Welcome to NameThatChrom Jeopardy!

What is NameThatChrom? This script converts chromosome names in a BAM file from RefSeq to UCSC style, sorts the converted BAM file, and indexes it.

Command-Line Arguments

Argument Description Required Default
input_bam Input BAM file path. Yes N/A
output_bam Output BAM file path.

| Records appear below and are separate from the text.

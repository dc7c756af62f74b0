use std::sync::atomic::{AtomicBool, AtomicU64, Ordering};
use std::time::Duration;

use tokio::sync::watch;
use tokio::time::Instant;

/// One-shot workload-completion notification.
///
/// Clonable and observable by any number of tasks; firing is idempotent and
/// observers that subscribe after the fact still see the signal.
#[derive(Debug, Clone)]
pub struct DoneSignal {
    rx: watch::Receiver<bool>,
}

impl DoneSignal {
    #[must_use]
    pub fn fired(&self) -> bool {
        *self.rx.borrow()
    }

    /// Resolves once the signal fires. Returns immediately if it already has.
    pub async fn wait(&mut self) {
        loop {
            if *self.rx.borrow_and_update() {
                return;
            }
            if self.rx.changed().await.is_err() {
                // Sender dropped, the run is over either way.
                return;
            }
        }
    }
}

#[derive(Debug)]
struct DoneHandle {
    tx: watch::Sender<bool>,
    rx: watch::Receiver<bool>,
}

impl DoneHandle {
    fn new() -> Self {
        let (tx, rx) = watch::channel(false);
        Self { tx, rx }
    }

    fn fire(&self) {
        self.tx.send_replace(true);
    }

    fn signal(&self) -> DoneSignal {
        DoneSignal {
            rx: self.rx.clone(),
        }
    }
}

#[derive(Debug)]
enum BarrierKind {
    Counted {
        total: u64,
        granted: AtomicU64,
    },
    Timed {
        started: Instant,
        duration: Duration,
        deadline: Instant,
    },
}

/// Decides whether a worker may start another request and broadcasts
/// workload completion.
///
/// The counted variant grants exactly `total` acquisitions; the timed
/// variant grants until its deadline. Both stop granting once cancelled.
/// Acquisition never suspends.
#[derive(Debug)]
pub struct CompletionBarrier {
    kind: BarrierKind,
    released: AtomicU64,
    cancelled: AtomicBool,
    done: DoneHandle,
}

impl CompletionBarrier {
    #[must_use]
    pub fn counted(total: u64) -> Self {
        Self {
            kind: BarrierKind::Counted {
                total,
                granted: AtomicU64::new(0),
            },
            released: AtomicU64::new(0),
            cancelled: AtomicBool::new(false),
            done: DoneHandle::new(),
        }
    }

    #[must_use]
    pub fn timed(duration: Duration) -> Self {
        let started = Instant::now();
        Self {
            kind: BarrierKind::Timed {
                started,
                duration,
                deadline: started + duration,
            },
            released: AtomicU64::new(0),
            cancelled: AtomicBool::new(false),
            done: DoneHandle::new(),
        }
    }

    /// Spawns the deadline timer for the timed variant. Must be called once
    /// from within a runtime before workers start.
    pub fn arm(&self) {
        if let BarrierKind::Timed { deadline, .. } = &self.kind {
            let deadline = *deadline;
            let mut done = self.done.signal();
            let tx = self.done.tx.clone();
            tokio::spawn(async move {
                tokio::select! {
                    () = tokio::time::sleep_until(deadline) => {
                        tx.send_replace(true);
                    }
                    () = done.wait() => {}
                }
            });
        }
    }

    /// Returns true while another request may start.
    pub fn try_acquire(&self) -> bool {
        if self.cancelled.load(Ordering::Relaxed) {
            return false;
        }
        match &self.kind {
            BarrierKind::Counted { total, granted } => loop {
                let current = granted.load(Ordering::Relaxed);
                if current >= *total {
                    self.done.fire();
                    return false;
                }
                if granted
                    .compare_exchange(current, current + 1, Ordering::Relaxed, Ordering::Relaxed)
                    .is_ok()
                {
                    return true;
                }
            },
            BarrierKind::Timed { deadline, .. } => Instant::now() < *deadline,
        }
    }

    /// Records one completed request.
    pub fn release(&self) {
        self.released.fetch_add(1, Ordering::Relaxed);
    }

    /// Operator-initiated stop: no further grants, `done` fires immediately.
    /// In-flight requests complete naturally.
    pub fn cancel(&self) {
        self.cancelled.store(true, Ordering::Relaxed);
        self.done.fire();
    }

    #[must_use]
    pub fn done(&self) -> DoneSignal {
        self.done.signal()
    }

    /// Fraction of the workload finished, in `[0, 1]`.
    #[must_use]
    pub fn completed(&self) -> f64 {
        match &self.kind {
            BarrierKind::Counted { total, granted } => {
                if *total == 0 {
                    return 1.0;
                }
                let granted = granted.load(Ordering::Relaxed).min(*total);
                granted as f64 / *total as f64
            }
            BarrierKind::Timed {
                started, duration, ..
            } => {
                if duration.is_zero() {
                    return 1.0;
                }
                (started.elapsed().as_secs_f64() / duration.as_secs_f64()).min(1.0)
            }
        }
    }

    /// Absolute count of completed requests, for streaming progress.
    #[must_use]
    pub fn completed_reqs(&self) -> u64 {
        self.released.load(Ordering::Relaxed)
    }
}

#[cfg(test)]
mod tests {
    use super::*;

    #[test]
    fn counted_grants_exactly_total() {
        let barrier = CompletionBarrier::counted(3);
        assert!(barrier.try_acquire());
        assert!(barrier.try_acquire());
        assert!(barrier.try_acquire());
        assert!(!barrier.try_acquire());
        assert!(!barrier.try_acquire());
        assert!(barrier.done().fired());
    }

    #[test]
    fn counted_progress_tracks_grants() {
        let barrier = CompletionBarrier::counted(4);
        assert_eq!(barrier.completed(), 0.0);
        assert!(barrier.try_acquire());
        assert!(barrier.try_acquire());
        assert_eq!(barrier.completed(), 0.5);
        barrier.release();
        assert_eq!(barrier.completed_reqs(), 1);
    }

    #[test]
    fn cancel_stops_grants_and_fires_done() {
        let barrier = CompletionBarrier::counted(100);
        assert!(barrier.try_acquire());
        barrier.cancel();
        assert!(!barrier.try_acquire());
        assert!(barrier.done().fired());
        // Idempotent.
        barrier.cancel();
        assert!(barrier.done().fired());
    }

    #[test]
    fn concurrent_counted_grants_are_exact() -> Result<(), String> {
        use std::sync::Arc;

        let total = 1000u64;
        let barrier = Arc::new(CompletionBarrier::counted(total));
        let mut handles = Vec::new();
        for _ in 0..8 {
            let barrier = Arc::clone(&barrier);
            handles.push(std::thread::spawn(move || {
                let mut grabbed = 0u64;
                while barrier.try_acquire() {
                    grabbed += 1;
                    barrier.release();
                }
                grabbed
            }));
        }
        let mut grabbed = 0u64;
        for handle in handles {
            grabbed += handle
                .join()
                .map_err(|_| "worker thread panicked".to_owned())?;
        }
        assert_eq!(grabbed, total);
        assert_eq!(barrier.completed_reqs(), total);
        Ok(())
    }

    #[tokio::test]
    async fn timed_barrier_fires_at_deadline() {
        let barrier = CompletionBarrier::timed(Duration::from_millis(20));
        barrier.arm();
        assert!(barrier.try_acquire());
        let mut done = barrier.done();
        done.wait().await;
        assert!(!barrier.try_acquire());
        assert_eq!(barrier.completed(), 1.0);
    }

    #[tokio::test]
    async fn done_signal_observed_by_late_subscriber() {
        let barrier = CompletionBarrier::counted(0);
        assert!(!barrier.try_acquire());
        let mut late = barrier.done();
        late.wait().await;
        assert!(late.fired());
    }
}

Yes N/A
mapping_file Space-delimited file mapping RefSeq to UCSC chromosome names (no header). Yes N/A
--threads Number of threads for sorting. No 8

Note: this does not overwrite the provided BAM file, instead it will make a new one, so be sure to provide a unique name for the new output BAM

How to play

  1. Insert your bam file
  2. Choos your category: 'RefSeq to UCSC'
  3. Get your UCSC-style output and claim your points!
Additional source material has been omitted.